Le Passant Ordinaire : Si l’on fait un tour d’horizon du premier tour des présidentielles, cela donne ceci : Le Pen et l’extrême droite à près de 20%, Jospin renvoyé dans ses foyers, l’extrême gauche au-delà de 10%. Si les

20% de l’extrême droite sont désastreux, les presque 20% obtenus par les candidats

critiques de la gauche libérale sont

encourageants… Comment analysez-vous cette situation très paradoxale ?

Christophe Aguiton : C’est sûr que le résultat des présidentielles n’est pas le signe d’une « droitisation » de la vie politique française et d’un recul des mouvements sociaux. Plus généralement, il ne faudrait pas comparer le basculement à droite qui a marqué les dernières élections européennes (Italie, Danemark et Portugal avant la France) aux victoires de Thatcher et Reagan qui, au début des années 1980, marquaient un renversement des rapports de force, un affaiblissement de long terme du mouvement syndical et la montée du libéralisme sur le plan économique.

La situation italienne donne une idée plus juste des rapports de force réels : malgré la victoire de Berlusconi, on assiste à la montée d’un mouvement très massif tant dans la jeunesse, après Gênes, que dans le monde du travail, comme l’ont montrée la manifestation du 22 mars et la grève générale

du 16 avril.

Les résultats en nombre de voix du premier tour des présidentielles sont intéressants à cet égard. En 1995, au premier tour des dernières élections présidentielles, la gauche, en y incluant l’extrême gauche, totalisait 12 357 000 voix ; en 2002 elle reste à un niveau comparable avec 12 220 000 voix. La droite, elle, en y incluant l’extrême droite, perd 2 millions de voix en passant de 18 022 000 à 16 282 000. Et cela en incluant dans la droite le candidat des chasseurs.

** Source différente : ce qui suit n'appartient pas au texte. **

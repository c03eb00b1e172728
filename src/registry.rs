// SPDX-License-Identifier: MPL-2.0
// This Source Code Form is subject to the terms of the Mozilla Public
// License, v. 2.0. If a copy of the MPL was not distributed with this
// file, You can obtain one at https://mozilla.org/MPL/2.0/.

//! Registry of live device state objects.

use std::collections::HashSet;

use dashmap::DashMap;
use dashmap::mapref::entry::Entry;
use serde_json::Value;

use crate::device::{Attributes, Device, DeviceId, alarm_device_id, panel_attributes};

/// Registry of every device the library has observed, keyed by identifier.
///
/// Holds exactly one [`Device`] per identifier. Snapshots merge into the
/// existing object when there is one, so handles given out earlier keep
/// observing live state. Storage is a `DashMap`: lookups and merges on
/// different devices do not contend, and each device's attributes have
/// their own lock.
///
/// # Examples
///
/// ```
/// use abode_lib::registry::DeviceRegistry;
/// use serde_json::json;
///
/// let registry = DeviceRegistry::new();
/// let snapshot = json!([
///     {"id": "RF:1", "type_tag": "device_type.door_contact", "status": "Closed"},
///     {"id": "ZB:2", "type_tag": "device_type.povs", "status": "Online"}
/// ]);
/// let raw = snapshot
///     .as_array()
///     .unwrap()
///     .iter()
///     .filter_map(|d| d.as_object().cloned())
///     .collect::<Vec<_>>();
///
/// let affected = registry.upsert_snapshot(raw);
/// assert_eq!(affected.len(), 2);
/// assert!(registry.get("RF:1").is_some());
/// ```
#[derive(Debug, Default)]
pub struct DeviceRegistry {
    devices: DashMap<DeviceId, Device>,
}

impl DeviceRegistry {
    /// Creates an empty registry.
    #[must_use]
    pub fn new() -> Self {
        Self::default()
    }

    /// Merges a full or partial snapshot into the registry.
    ///
    /// Unknown devices are constructed and inserted; known devices are
    /// updated in place. Devices missing from the snapshot are kept. Entries
    /// without a usable `id` are skipped.
    ///
    /// Returns the identifiers of every device created or updated.
    pub fn upsert_snapshot<I>(&self, raw_devices: I) -> HashSet<DeviceId>
    where
        I: IntoIterator<Item = Attributes>,
    {
        raw_devices
            .into_iter()
            .filter_map(|raw| self.upsert(raw))
            .map(|device| device.device_id().clone())
            .collect()
    }

    /// Merges one raw device into the registry and returns its live handle.
    ///
    /// Returns `None` if the payload carries no usable `id`.
    pub fn upsert(&self, raw: Attributes) -> Option<Device> {
        let Some(id) = raw.get("id").and_then(DeviceId::from_value) else {
            tracing::warn!("Skipping device without an id in snapshot");
            return None;
        };
        Some(self.upsert_as(id, raw))
    }

    /// Merges a raw panel payload as the alarm device of `area`.
    pub fn upsert_panel(&self, panel: Attributes, area: &str) -> Device {
        self.upsert_as(alarm_device_id(area), panel_attributes(panel, area))
    }

    fn upsert_as(&self, id: DeviceId, raw: Attributes) -> Device {
        let existing = match self.devices.entry(id) {
            Entry::Occupied(entry) => entry.get().clone(),
            Entry::Vacant(entry) => {
                // Construct inside the entry lock so concurrent snapshots cannot
                // create two objects for one id.
                let type_tag = raw
                    .get("type_tag")
                    .and_then(Value::as_str)
                    .unwrap_or_default()
                    .to_string();
                let device = Device::new(entry.key().clone(), type_tag, raw);
                tracing::debug!(device_id = %device.device_id(), kind = ?device.kind(), "Registered device");
                return entry.insert(device).value().clone();
            }
        };

        existing.apply_update(raw);
        existing
    }

    /// Looks up a device by identifier.
    #[must_use]
    pub fn get(&self, device_id: &str) -> Option<Device> {
        self.devices.get(device_id).map(|entry| entry.value().clone())
    }

    /// Returns `true` if a device with this identifier is registered.
    #[must_use]
    pub fn contains(&self, device_id: &str) -> bool {
        self.devices.contains_key(device_id)
    }

    /// Returns `true` if `device` is the object this registry holds for its
    /// identifier, rather than an unrelated object with the same id.
    #[must_use]
    pub fn is_registered(&self, device: &Device) -> bool {
        self.devices
            .get(device.device_id().as_str())
            .is_some_and(|entry| entry.value().same_instance(device))
    }

    /// Returns handles to every registered device.
    #[must_use]
    pub fn devices(&self) -> Vec<Device> {
        self.devices
            .iter()
            .map(|entry| entry.value().clone())
            .collect()
    }

    /// Returns the number of registered devices.
    #[must_use]
    pub fn len(&self) -> usize {
        self.devices.len()
    }

    /// Returns `true` if no device is registered.
    #[must_use]
    pub fn is_empty(&self) -> bool {
        self.devices.is_empty()
    }

    /// Drops every device, e.g. when the session ends.
    pub fn reset(&self) {
        self.devices.clear();
        tracing::debug!("Device registry reset");
    }
}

Le grand enseignement de ce scrutin est l’affaiblissement des partis de gouvernement, mais là aussi, tout autant à droite qu’à gauche. La gauche gouvernementale (en y incluant le MDC) passe de 10 741 000 voix à 9 246 000, soit une perte de 1,5 millions de voix. La droite parlementaire passe, de son côté, de 13 450 000 voix à 9 604 000, soit près de 4 millions de suffrages en moins.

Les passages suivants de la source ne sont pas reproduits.